## EXERCISE
Your task is to copy every line of the entries that contains "Option".
RECORDS FOR THIS EXERCISE START
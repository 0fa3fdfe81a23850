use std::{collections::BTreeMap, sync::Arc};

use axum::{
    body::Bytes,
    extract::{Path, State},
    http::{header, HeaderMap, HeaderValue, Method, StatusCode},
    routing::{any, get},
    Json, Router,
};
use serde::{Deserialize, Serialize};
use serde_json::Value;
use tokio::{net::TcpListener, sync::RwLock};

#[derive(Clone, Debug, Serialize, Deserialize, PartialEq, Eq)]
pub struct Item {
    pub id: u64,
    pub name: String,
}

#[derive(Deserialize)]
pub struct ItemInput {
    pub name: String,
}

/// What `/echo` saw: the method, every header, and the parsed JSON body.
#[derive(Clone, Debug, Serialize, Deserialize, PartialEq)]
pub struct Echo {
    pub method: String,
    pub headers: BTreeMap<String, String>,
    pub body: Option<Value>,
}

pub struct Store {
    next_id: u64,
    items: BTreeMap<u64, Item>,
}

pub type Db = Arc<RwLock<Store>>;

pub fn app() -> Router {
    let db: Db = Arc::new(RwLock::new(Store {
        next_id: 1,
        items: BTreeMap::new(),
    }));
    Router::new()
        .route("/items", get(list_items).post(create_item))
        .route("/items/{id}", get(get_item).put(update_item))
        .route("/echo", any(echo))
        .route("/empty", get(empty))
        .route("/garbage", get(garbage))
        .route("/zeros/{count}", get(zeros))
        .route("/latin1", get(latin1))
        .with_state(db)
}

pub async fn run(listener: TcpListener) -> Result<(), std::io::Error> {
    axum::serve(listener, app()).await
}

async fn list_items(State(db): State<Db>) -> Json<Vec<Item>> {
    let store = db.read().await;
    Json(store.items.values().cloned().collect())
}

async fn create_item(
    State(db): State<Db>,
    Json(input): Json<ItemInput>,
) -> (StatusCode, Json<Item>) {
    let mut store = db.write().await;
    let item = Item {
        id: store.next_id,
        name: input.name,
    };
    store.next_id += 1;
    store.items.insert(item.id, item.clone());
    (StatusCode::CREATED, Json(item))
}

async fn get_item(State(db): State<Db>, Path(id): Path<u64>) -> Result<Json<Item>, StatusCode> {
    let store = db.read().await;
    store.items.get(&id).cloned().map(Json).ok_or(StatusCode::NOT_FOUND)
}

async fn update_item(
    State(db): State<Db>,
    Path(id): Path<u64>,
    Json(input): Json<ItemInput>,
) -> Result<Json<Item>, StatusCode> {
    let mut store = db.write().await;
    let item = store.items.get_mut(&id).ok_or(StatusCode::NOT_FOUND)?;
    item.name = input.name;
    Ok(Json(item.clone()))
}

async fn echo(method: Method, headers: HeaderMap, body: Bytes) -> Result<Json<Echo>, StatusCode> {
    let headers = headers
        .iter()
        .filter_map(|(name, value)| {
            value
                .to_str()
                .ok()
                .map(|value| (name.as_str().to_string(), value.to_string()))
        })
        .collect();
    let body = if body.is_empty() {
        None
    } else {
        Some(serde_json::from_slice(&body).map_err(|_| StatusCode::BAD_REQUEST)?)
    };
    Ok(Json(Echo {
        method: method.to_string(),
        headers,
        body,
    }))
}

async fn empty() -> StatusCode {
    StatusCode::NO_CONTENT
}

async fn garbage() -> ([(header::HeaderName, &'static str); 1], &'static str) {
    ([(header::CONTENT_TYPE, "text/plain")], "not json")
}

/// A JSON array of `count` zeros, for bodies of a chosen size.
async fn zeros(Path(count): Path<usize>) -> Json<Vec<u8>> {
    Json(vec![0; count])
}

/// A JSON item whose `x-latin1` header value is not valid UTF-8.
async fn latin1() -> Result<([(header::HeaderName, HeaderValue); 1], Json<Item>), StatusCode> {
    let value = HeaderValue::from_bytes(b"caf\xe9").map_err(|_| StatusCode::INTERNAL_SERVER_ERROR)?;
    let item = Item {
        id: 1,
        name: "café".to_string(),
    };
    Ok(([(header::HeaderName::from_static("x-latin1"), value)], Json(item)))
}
RECORDS FOR THIS EXERCISE END
RECORDS FOR THIS EXERCISE START
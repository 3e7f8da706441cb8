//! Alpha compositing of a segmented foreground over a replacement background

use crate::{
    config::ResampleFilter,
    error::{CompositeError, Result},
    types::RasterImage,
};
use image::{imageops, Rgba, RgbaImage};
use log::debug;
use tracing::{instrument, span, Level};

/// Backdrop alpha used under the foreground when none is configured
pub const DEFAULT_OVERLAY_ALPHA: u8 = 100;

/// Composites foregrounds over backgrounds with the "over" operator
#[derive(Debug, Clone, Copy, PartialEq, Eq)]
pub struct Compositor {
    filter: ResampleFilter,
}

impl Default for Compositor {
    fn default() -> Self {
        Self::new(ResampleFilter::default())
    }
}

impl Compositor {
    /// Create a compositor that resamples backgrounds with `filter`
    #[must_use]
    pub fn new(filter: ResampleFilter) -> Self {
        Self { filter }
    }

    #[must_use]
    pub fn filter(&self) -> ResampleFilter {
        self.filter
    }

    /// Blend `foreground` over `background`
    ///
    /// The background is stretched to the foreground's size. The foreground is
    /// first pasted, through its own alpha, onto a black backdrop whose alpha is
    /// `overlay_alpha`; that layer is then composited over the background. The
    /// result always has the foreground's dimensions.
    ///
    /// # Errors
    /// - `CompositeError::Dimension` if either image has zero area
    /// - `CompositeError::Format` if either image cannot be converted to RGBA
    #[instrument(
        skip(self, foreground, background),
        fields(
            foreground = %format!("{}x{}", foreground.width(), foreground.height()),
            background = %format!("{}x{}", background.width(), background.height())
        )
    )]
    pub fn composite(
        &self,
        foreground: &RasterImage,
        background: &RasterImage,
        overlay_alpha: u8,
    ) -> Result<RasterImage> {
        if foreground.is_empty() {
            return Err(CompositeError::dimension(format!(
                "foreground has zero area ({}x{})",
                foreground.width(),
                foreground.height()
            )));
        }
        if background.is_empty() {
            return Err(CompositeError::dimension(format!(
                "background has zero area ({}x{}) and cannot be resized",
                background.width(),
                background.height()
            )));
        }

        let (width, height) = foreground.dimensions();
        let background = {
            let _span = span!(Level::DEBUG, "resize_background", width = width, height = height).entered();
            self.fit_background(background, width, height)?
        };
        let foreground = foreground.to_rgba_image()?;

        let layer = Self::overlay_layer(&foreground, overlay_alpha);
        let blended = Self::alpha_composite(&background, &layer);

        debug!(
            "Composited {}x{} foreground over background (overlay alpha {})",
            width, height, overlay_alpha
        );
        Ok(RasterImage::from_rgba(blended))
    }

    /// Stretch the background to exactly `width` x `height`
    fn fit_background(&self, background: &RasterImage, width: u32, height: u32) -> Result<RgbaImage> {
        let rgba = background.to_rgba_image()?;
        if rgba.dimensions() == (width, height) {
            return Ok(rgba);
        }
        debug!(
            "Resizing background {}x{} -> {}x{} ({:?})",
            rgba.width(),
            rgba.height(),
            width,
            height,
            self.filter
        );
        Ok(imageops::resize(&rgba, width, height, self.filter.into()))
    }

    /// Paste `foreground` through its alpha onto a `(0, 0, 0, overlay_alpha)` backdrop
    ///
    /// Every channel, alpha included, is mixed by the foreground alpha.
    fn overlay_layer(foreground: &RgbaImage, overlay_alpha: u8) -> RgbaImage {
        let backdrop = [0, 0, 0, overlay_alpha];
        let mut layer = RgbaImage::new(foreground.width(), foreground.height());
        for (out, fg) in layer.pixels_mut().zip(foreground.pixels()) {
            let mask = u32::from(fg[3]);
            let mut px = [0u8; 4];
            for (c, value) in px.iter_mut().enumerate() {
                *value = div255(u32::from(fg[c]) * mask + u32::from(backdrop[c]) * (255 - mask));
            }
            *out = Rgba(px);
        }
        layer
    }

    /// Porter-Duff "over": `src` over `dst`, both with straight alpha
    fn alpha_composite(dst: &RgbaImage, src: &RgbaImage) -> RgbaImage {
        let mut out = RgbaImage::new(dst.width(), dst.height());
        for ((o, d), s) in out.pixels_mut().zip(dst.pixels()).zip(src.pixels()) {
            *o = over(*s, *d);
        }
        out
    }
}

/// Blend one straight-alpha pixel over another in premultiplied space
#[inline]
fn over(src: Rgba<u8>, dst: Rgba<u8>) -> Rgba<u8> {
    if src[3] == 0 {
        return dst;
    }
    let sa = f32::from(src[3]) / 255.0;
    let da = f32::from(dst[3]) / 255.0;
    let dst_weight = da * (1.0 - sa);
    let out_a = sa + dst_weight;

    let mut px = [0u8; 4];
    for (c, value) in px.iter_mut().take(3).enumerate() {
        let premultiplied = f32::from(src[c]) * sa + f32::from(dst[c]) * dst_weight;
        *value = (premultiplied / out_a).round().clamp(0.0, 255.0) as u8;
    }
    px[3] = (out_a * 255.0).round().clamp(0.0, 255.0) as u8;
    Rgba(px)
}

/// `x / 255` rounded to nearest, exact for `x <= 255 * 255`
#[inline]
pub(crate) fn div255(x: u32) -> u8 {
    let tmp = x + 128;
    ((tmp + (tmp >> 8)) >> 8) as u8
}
RECORDS FOR THIS EXERCISE END
RECORDS FOR THIS EXERCISE START
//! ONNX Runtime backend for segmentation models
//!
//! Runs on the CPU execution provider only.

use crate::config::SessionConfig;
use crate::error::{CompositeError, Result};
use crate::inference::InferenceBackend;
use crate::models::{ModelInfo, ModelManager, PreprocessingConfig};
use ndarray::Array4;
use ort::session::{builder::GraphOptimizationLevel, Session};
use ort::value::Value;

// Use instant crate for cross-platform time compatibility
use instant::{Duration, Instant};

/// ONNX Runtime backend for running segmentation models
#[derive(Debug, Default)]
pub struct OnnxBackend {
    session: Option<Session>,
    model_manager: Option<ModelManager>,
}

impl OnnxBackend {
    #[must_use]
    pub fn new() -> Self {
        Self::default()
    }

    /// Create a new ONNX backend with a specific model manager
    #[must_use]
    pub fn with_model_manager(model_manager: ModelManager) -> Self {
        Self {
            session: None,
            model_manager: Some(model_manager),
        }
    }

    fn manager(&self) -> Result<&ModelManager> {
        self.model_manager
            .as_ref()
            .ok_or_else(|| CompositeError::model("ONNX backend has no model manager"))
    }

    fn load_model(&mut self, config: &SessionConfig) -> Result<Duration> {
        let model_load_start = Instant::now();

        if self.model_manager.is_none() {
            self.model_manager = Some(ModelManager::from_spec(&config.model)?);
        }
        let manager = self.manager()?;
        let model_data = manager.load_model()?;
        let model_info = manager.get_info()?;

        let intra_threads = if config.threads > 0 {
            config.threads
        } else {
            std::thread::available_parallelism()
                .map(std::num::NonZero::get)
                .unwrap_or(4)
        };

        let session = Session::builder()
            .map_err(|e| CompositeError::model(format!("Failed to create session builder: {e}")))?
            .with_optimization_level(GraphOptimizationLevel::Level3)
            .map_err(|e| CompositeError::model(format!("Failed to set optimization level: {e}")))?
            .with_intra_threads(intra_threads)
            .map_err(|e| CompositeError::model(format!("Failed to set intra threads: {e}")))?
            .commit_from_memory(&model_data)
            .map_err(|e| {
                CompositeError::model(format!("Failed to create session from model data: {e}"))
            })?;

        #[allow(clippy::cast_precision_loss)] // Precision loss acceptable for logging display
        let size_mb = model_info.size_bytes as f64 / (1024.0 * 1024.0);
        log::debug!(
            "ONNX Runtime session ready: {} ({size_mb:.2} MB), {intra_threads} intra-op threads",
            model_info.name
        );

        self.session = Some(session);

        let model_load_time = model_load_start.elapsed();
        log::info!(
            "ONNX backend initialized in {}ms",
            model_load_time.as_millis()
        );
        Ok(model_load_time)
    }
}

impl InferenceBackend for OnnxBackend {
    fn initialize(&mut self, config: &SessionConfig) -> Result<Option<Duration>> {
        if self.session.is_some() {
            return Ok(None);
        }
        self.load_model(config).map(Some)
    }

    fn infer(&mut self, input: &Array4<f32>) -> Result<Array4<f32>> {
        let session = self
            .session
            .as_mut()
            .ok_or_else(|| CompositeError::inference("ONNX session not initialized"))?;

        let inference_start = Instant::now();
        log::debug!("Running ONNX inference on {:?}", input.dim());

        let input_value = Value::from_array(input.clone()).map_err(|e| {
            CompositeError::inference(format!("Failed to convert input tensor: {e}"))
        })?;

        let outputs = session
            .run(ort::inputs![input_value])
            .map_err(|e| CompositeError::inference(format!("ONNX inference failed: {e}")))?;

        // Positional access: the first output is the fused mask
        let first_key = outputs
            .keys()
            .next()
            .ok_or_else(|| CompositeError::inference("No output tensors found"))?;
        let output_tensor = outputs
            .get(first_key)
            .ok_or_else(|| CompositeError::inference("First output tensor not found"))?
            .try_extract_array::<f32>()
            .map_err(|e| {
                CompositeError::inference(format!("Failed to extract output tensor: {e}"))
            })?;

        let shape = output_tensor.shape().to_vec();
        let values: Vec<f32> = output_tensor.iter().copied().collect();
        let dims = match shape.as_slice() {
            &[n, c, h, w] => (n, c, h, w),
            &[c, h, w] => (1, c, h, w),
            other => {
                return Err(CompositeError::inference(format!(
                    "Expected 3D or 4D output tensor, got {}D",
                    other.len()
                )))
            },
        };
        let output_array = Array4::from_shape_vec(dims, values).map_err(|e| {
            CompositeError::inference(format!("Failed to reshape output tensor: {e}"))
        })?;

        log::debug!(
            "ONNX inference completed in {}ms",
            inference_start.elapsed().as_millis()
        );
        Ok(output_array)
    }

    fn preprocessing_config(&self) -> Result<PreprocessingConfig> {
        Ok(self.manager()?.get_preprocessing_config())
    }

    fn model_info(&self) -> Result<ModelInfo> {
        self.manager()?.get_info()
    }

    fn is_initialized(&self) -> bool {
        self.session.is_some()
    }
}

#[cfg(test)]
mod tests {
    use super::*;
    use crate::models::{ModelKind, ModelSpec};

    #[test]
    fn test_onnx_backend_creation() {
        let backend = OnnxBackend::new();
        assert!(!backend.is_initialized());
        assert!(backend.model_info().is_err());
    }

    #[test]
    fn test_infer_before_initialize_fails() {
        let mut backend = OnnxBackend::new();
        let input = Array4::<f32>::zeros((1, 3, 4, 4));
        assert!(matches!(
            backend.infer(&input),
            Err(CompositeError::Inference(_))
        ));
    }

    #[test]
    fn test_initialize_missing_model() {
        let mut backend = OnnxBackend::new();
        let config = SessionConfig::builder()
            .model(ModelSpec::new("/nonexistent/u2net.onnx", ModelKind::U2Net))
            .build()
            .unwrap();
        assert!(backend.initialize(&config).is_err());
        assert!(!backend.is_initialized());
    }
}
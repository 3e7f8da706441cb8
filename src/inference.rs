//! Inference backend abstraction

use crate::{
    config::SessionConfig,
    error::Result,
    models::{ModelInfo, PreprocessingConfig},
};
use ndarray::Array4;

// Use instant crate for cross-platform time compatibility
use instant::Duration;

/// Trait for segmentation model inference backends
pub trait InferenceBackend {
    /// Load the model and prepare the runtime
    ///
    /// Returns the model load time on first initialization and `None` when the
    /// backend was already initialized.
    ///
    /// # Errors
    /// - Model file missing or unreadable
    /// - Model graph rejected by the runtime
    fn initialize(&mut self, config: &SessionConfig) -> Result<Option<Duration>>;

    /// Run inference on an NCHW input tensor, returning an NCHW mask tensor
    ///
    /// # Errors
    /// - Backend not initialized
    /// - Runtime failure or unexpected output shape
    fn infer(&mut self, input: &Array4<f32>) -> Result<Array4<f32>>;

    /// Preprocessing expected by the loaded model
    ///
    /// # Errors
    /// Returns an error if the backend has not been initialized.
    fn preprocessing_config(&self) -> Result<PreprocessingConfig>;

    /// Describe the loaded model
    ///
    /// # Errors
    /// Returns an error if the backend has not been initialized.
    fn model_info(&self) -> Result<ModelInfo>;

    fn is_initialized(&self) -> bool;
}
RECORDS FOR THIS EXERCISE END
## SOLVED EXERCISE
    pub body: Option<Value>,
    session: Option<Session>,
    model_manager: Option<ModelManager>,
    fn initialize(&mut self, config: &SessionConfig) -> Result<Option<Duration>> {
    fn initialize(&mut self, config: &SessionConfig) -> Result<Option<Duration>>;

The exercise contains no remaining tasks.